What a profound statement and he sounded so wise as he said it. Wisdom and caution they like that sort of thing in the highest levels of Government. But is it sound judgement? I mean who says that the technological improvements we are going to see over the next three years (say) are not going to produce greater productivity gains than those of the last three years. I believe the next three years are going to give us greater than the previous three years.

But why would the Chairman believe what he evidently does? Because his whole long life and his parents before him thats what they saw.
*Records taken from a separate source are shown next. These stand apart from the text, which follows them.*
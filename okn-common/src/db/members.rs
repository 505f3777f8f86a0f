//! Knesset member records, party memberships and alternate names
//!
//! Member ids are the official Knesset member ids. When an id is not known
//! at insert time the next free id (`max + 1`) is allocated.

use crate::db::parties::Party;
use crate::time::within;
use crate::{Error, Result};
use chrono::NaiveDate;
use serde::Serialize;
use sqlx::{Row, SqlitePool};

/// Default position for members without an explicit list position
pub const DEFAULT_POSITION: i64 = 999;

/// A member of the Knesset
#[derive(Debug, Clone, PartialEq, Serialize)]
pub struct Member {
    pub id: Option<i64>,
    pub name: String,
    pub current_party_id: Option<i64>,
    pub current_position: i64,
    pub start_date: Option<NaiveDate>,
    pub end_date: Option<NaiveDate>,
    pub img_url: String,
    pub phone: Option<String>,
    pub email: Option<String>,
    pub website: Option<String>,
    pub date_of_birth: Option<NaiveDate>,
    pub place_of_birth: Option<String>,
    pub is_current: bool,
    /// `M` or `F`
    pub gender: Option<String>,
    /// Pipe separated role list, overrides the generated description
    pub current_role_descriptions: Option<String>,
    pub backlinks_enabled: bool,
    #[serde(flatten)]
    pub stats: CachedStats,
}

/// Statistics persisted on the member row by the refresh job
#[derive(Debug, Clone, Default, PartialEq, Serialize)]
pub struct CachedStats {
    pub bills_stats_proposed: i64,
    pub bills_stats_pre: i64,
    pub bills_stats_first: i64,
    pub bills_stats_approved: i64,
    pub average_weekly_presence_hours: Option<f64>,
    pub average_monthly_committee_presence: Option<f64>,
}

impl Member {
    pub fn new(id: Option<i64>, name: &str) -> Self {
        Self {
            id,
            name: name.to_string(),
            current_party_id: None,
            current_position: DEFAULT_POSITION,
            start_date: None,
            end_date: None,
            img_url: String::new(),
            phone: None,
            email: None,
            website: None,
            date_of_birth: None,
            place_of_birth: None,
            is_current: true,
            gender: None,
            current_role_descriptions: None,
            backlinks_enabled: true,
            stats: CachedStats::default(),
        }
    }

    pub fn is_female(&self) -> bool {
        self.gender.as_deref() == Some("F")
    }

    pub fn firstname(&self) -> &str {
        self.name.split_whitespace().next().unwrap_or("")
    }

    /// URL slug form of the name
    pub fn name_with_dashes(&self) -> String {
        self.name
            .replace(" - ", " ")
            .replace(['\'', '”', '`', '(', ')'], "")
            .replace('\u{a0}', " ")
            .replace(' ', "-")
    }

    /// Higher resolution variant of the member image
    pub fn highres_img_url(&self) -> String {
        self.img_url.replace("-s.jpg", ".jpg")
    }

    /// Explicit role descriptions, or a description derived from status
    pub fn role(&self, current_party: Option<&Party>) -> String {
        if let Some(roles) = &self.current_role_descriptions {
            if !roles.trim().is_empty() {
                return roles.clone();
            }
        }

        let gender = if self.is_female() { "female" } else { "male" };
        if self.is_current {
            let side = match current_party {
                Some(party) if party.is_coalition => "Coalition",
                _ => "Opposition",
            };
            format!("{} Member ({})", side, gender)
        } else {
            format!("Past Member ({})", gender)
        }
    }

    /// Role list split on `|`
    pub fn roles(&self, current_party: Option<&Party>) -> Vec<String> {
        self.role(current_party)
            .split('|')
            .map(|r| r.trim().to_string())
            .collect()
    }

    pub fn is_minister(&self, current_party: Option<&Party>) -> bool {
        self.roles(current_party)
            .iter()
            .any(|r| r.starts_with("Minister"))
    }

    /// `Some(true)` coalition, `Some(false)` opposition, `None` past member
    pub fn coalition_status(&self, current_party: Option<&Party>) -> Option<bool> {
        if !self.is_current {
            return None;
        }
        Some(current_party.map(|p| p.is_coalition).unwrap_or(false))
    }
}

/// A time-bounded link between a member and a party
#[derive(Debug, Clone, PartialEq, Serialize)]
pub struct Membership {
    pub member_id: i64,
    pub party_id: i64,
    pub start_date: Option<NaiveDate>,
    pub end_date: Option<NaiveDate>,
    pub position: i64,
}

/// Party the member belonged to on `date`
///
/// When memberships overlap, the one that started last wins.
pub fn party_at(memberships: &[Membership], date: NaiveDate) -> Option<i64> {
    memberships
        .iter()
        .filter(|m| within(date, m.start_date, m.end_date))
        .max_by_key(|m| m.start_date)
        .map(|m| m.party_id)
}

const MEMBER_COLUMNS: &str = "id, name, current_party_id, current_position, start_date, end_date, \
    img_url, phone, email, website, date_of_birth, place_of_birth, is_current, gender, \
    current_role_descriptions, backlinks_enabled, bills_stats_proposed, bills_stats_pre, \
    bills_stats_first, bills_stats_approved, average_weekly_presence_hours, \
    average_monthly_committee_presence";

fn member_from_row(row: &sqlx::sqlite::SqliteRow) -> Member {
    Member {
        id: row.get("id"),
        name: row.get("name"),
        current_party_id: row.get("current_party_id"),
        current_position: row.get("current_position"),
        start_date: row.get("start_date"),
        end_date: row.get("end_date"),
        img_url: row.get("img_url"),
        phone: row.get("phone"),
        email: row.get("email"),
        website: row.get("website"),
        date_of_birth: row.get("date_of_birth"),
        place_of_birth: row.get("place_of_birth"),
        is_current: row.get("is_current"),
        gender: row.get("gender"),
        current_role_descriptions: row.get("current_role_descriptions"),
        backlinks_enabled: row.get("backlinks_enabled"),
        stats: CachedStats {
            bills_stats_proposed: row.get("bills_stats_proposed"),
            bills_stats_pre: row.get("bills_stats_pre"),
            bills_stats_first: row.get("bills_stats_first"),
            bills_stats_approved: row.get("bills_stats_approved"),
            average_weekly_presence_hours: row.get("average_weekly_presence_hours"),
            average_monthly_committee_presence: row.get("average_monthly_committee_presence"),
        },
    }
}

/// Next free member id
async fn allocate_member_id(pool: &SqlitePool) -> Result<i64> {
    let max_id: Option<i64> = sqlx::query_scalar("SELECT MAX(id) FROM members")
        .fetch_one(pool)
        .await?;

    Ok(max_id.unwrap_or(0) + 1)
}

/// Insert or update a member, returning its id
///
/// Cached statistics are not written here; see [`update_cached_stats`].
pub async fn save_member(pool: &SqlitePool, member: &Member) -> Result<i64> {
    let id = match member.id {
        Some(id) => id,
        None => allocate_member_id(pool).await?,
    };

    sqlx::query(
        r#"
        INSERT INTO members (
            id, name, current_party_id, current_position, start_date, end_date, img_url,
            phone, email, website, date_of_birth, place_of_birth, is_current, gender,
            current_role_descriptions, backlinks_enabled
        ) VALUES (?, ?, ?, ?, ?, ?, ?, ?, ?, ?, ?, ?, ?, ?, ?, ?)
        ON CONFLICT(id) DO UPDATE SET
            name = excluded.name,
            current_party_id = excluded.current_party_id,
            current_position = excluded.current_position,
            start_date = excluded.start_date,
            end_date = excluded.end_date,
            img_url = excluded.img_url,
            phone = excluded.phone,
            email = excluded.email,
            website = excluded.website,
            date_of_birth = excluded.date_of_birth,
            place_of_birth = excluded.place_of_birth,
            is_current = excluded.is_current,
            gender = excluded.gender,
            current_role_descriptions = excluded.current_role_descriptions,
            backlinks_enabled = excluded.backlinks_enabled
        "#,
    )
    .bind(id)
    .bind(&member.name)
    .bind(member.current_party_id)
    .bind(member.current_position)
    .bind(member.start_date)
    .bind(member.end_date)
    .bind(&member.img_url)
    .bind(&member.phone)
    .bind(&member.email)
    .bind(&member.website)
    .bind(member.date_of_birth)
    .bind(&member.place_of_birth)
    .bind(member.is_current)
    .bind(&member.gender)
    .bind(&member.current_role_descriptions)
    .bind(member.backlinks_enabled)
    .execute(pool)
    .await?;

    Ok(id)
}

pub async fn load_member(pool: &SqlitePool, id: i64) -> Result<Option<Member>> {
    let row = sqlx::query(&format!("SELECT {} FROM members WHERE id = ?", MEMBER_COLUMNS))
        .bind(id)
        .fetch_optional(pool)
        .await?;

    Ok(row.as_ref().map(member_from_row))
}

/// Load a member or fail with [`Error::NotFound`]
pub async fn get_member(pool: &SqlitePool, id: i64) -> Result<Member> {
    load_member(pool, id)
        .await?
        .ok_or_else(|| Error::NotFound(format!("member {}", id)))
}

/// Every member, ordered by name
pub async fn list_members(pool: &SqlitePool) -> Result<Vec<Member>> {
    let rows = sqlx::query(&format!("SELECT {} FROM members ORDER BY name", MEMBER_COLUMNS))
        .fetch_all(pool)
        .await?;

    Ok(rows.iter().map(member_from_row).collect())
}

/// Members currently serving, ordered by name
pub async fn list_current_members(pool: &SqlitePool) -> Result<Vec<Member>> {
    let rows = sqlx::query(&format!(
        "SELECT {} FROM members WHERE is_current = 1 ORDER BY name",
        MEMBER_COLUMNS
    ))
    .fetch_all(pool)
    .await?;

    Ok(rows.iter().map(member_from_row).collect())
}

/// Members of a party for display
///
/// For a party of the current knesset these are the serving members whose
/// current party it is; for older parties every member ever linked to it.
pub async fn party_current_members(
    pool: &SqlitePool,
    party: &Party,
    current_knesset: Option<i64>,
) -> Result<Vec<Member>> {
    let Some(party_id) = party.id else {
        return Ok(Vec::new());
    };

    let sql = if party.is_current(current_knesset) {
        format!(
            "SELECT {} FROM members WHERE current_party_id = ? AND is_current = 1 \
             ORDER BY current_position, name",
            MEMBER_COLUMNS
        )
    } else {
        format!(
            "SELECT {} FROM members WHERE id IN \
             (SELECT member_id FROM memberships WHERE party_id = ?) \
             ORDER BY current_position, name",
            MEMBER_COLUMNS
        )
    };

    let rows = sqlx::query(&sql).bind(party_id).fetch_all(pool).await?;
    Ok(rows.iter().map(member_from_row).collect())
}

/// Members whose current party is this one but who no longer serve
pub async fn party_past_members(pool: &SqlitePool, party_id: i64) -> Result<Vec<Member>> {
    let rows = sqlx::query(&format!(
        "SELECT {} FROM members WHERE current_party_id = ? AND is_current = 0 ORDER BY name",
        MEMBER_COLUMNS
    ))
    .bind(party_id)
    .fetch_all(pool)
    .await?;

    Ok(rows.iter().map(member_from_row).collect())
}

/// Persist recomputed statistics onto the member row
pub async fn update_cached_stats(pool: &SqlitePool, member_id: i64, stats: &CachedStats) -> Result<()> {
    let result = sqlx::query(
        r#"
        UPDATE members SET
            bills_stats_proposed = ?,
            bills_stats_pre = ?,
            bills_stats_first = ?,
            bills_stats_approved = ?,
            average_weekly_presence_hours = ?,
            average_monthly_committee_presence = ?
        WHERE id = ?
        "#,
    )
    .bind(stats.bills_stats_proposed)
    .bind(stats.bills_stats_pre)
    .bind(stats.bills_stats_first)
    .bind(stats.bills_stats_approved)
    .bind(stats.average_weekly_presence_hours)
    .bind(stats.average_monthly_committee_presence)
    .bind(member_id)
    .execute(pool)
    .await?;

    if result.rows_affected() == 0 {
        return Err(Error::NotFound(format!("member {}", member_id)));
    }
    Ok(())
}

/// Persist only the weekly presence average
pub async fn set_average_weekly_presence(
    pool: &SqlitePool,
    member_id: i64,
    hours: Option<f64>,
) -> Result<()> {
    sqlx::query("UPDATE members SET average_weekly_presence_hours = ? WHERE id = ?")
        .bind(hours)
        .bind(member_id)
        .execute(pool)
        .await?;

    Ok(())
}

pub async fn add_membership(pool: &SqlitePool, membership: &Membership) -> Result<()> {
    sqlx::query(
        "INSERT INTO memberships (member_id, party_id, start_date, end_date, position) \
         VALUES (?, ?, ?, ?, ?)",
    )
    .bind(membership.member_id)
    .bind(membership.party_id)
    .bind(membership.start_date)
    .bind(membership.end_date)
    .bind(membership.position)
    .execute(pool)
    .await?;

    Ok(())
}

/// Party history of a member, oldest first
pub async fn memberships_for_member(pool: &SqlitePool, member_id: i64) -> Result<Vec<Membership>> {
    let rows: Vec<(i64, i64, Option<NaiveDate>, Option<NaiveDate>, i64)> = sqlx::query_as(
        "SELECT member_id, party_id, start_date, end_date, position FROM memberships \
         WHERE member_id = ? ORDER BY start_date, id",
    )
    .bind(member_id)
    .fetch_all(pool)
    .await?;

    Ok(rows
        .into_iter()
        .map(|(member_id, party_id, start_date, end_date, position)| Membership {
            member_id,
            party_id,
            start_date,
            end_date,
            position,
        })
        .collect())
}

/// Party of the membership with the newest start date
pub async fn latest_party(pool: &SqlitePool, member_id: i64) -> Result<Option<i64>> {
    let party_id: Option<i64> = sqlx::query_scalar(
        "SELECT party_id FROM memberships WHERE member_id = ? \
         ORDER BY start_date DESC, id DESC LIMIT 1",
    )
    .bind(member_id)
    .fetch_optional(pool)
    .await?;

    Ok(party_id)
}

/// Record an alternate spelling of a member's name
///
/// The name is also registered as an alias of every person linked to the member.
pub async fn add_altname(pool: &SqlitePool, member_id: i64, name: &str) -> Result<()> {
    sqlx::query("INSERT INTO member_altnames (member_id, name) VALUES (?, ?)")
        .bind(member_id)
        .bind(name)
        .execute(pool)
        .await?;

    sqlx::query(
        "INSERT OR IGNORE INTO person_aliases (person_id, name) \
         SELECT id, ? FROM persons WHERE member_id = ?",
    )
    .bind(name)
    .bind(member_id)
    .execute(pool)
    .await?;

    Ok(())
}

/// Remove an alternate name and the matching person aliases
pub async fn remove_altname(pool: &SqlitePool, member_id: i64, name: &str) -> Result<()> {
    sqlx::query("DELETE FROM member_altnames WHERE member_id = ? AND name = ?")
        .bind(member_id)
        .bind(name)
        .execute(pool)
        .await?;

    sqlx::query(
        "DELETE FROM person_aliases WHERE name = ? \
         AND person_id IN (SELECT id FROM persons WHERE member_id = ?)",
    )
    .bind(name)
    .bind(member_id)
    .execute(pool)
    .await?;

    Ok(())
}

/// The member's name followed by every alternate name
pub async fn member_names(pool: &SqlitePool, member: &Member) -> Result<Vec<String>> {
    let mut names = vec![member.name.clone()];
    if let Some(id) = member.id {
        let altnames: Vec<String> =
            sqlx::query_scalar("SELECT name FROM member_altnames WHERE member_id = ? ORDER BY id")
                .bind(id)
                .fetch_all(pool)
                .await?;
        names.extend(altnames);
    }
    Ok(names)
}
They couldn't have imagined the productivity released by say an AMZN and the Chairman has had decades of experience none of which prepares you unfotunately to be able to anticipate the economic power being released by the tech companuies we are priviliged to have today and to be able to invest in. I think it is entirely understandable the the members of the FOMC great and experienced as they are may be totally unaware of tech improvements being injected into the economy every day and changing the economy from what it was for five thousand years up until say three years ago into something that it is just at the very beginning of evolving into.

This revolution which allows so many to participate in the wealth generating effect may well gather pace over the next few years. The old yardsticks just no longer apply. The tech benefits can carry this expansion and growth on for at least anotehr ten years without interuption until the next tech generation appears.

Unless in their rage against the growth in the market the Fed whacks it tomorrow with an intrest rate hike or worse still an interest rate hike accompanied by a dose of uncertainty about another one at their next meeting.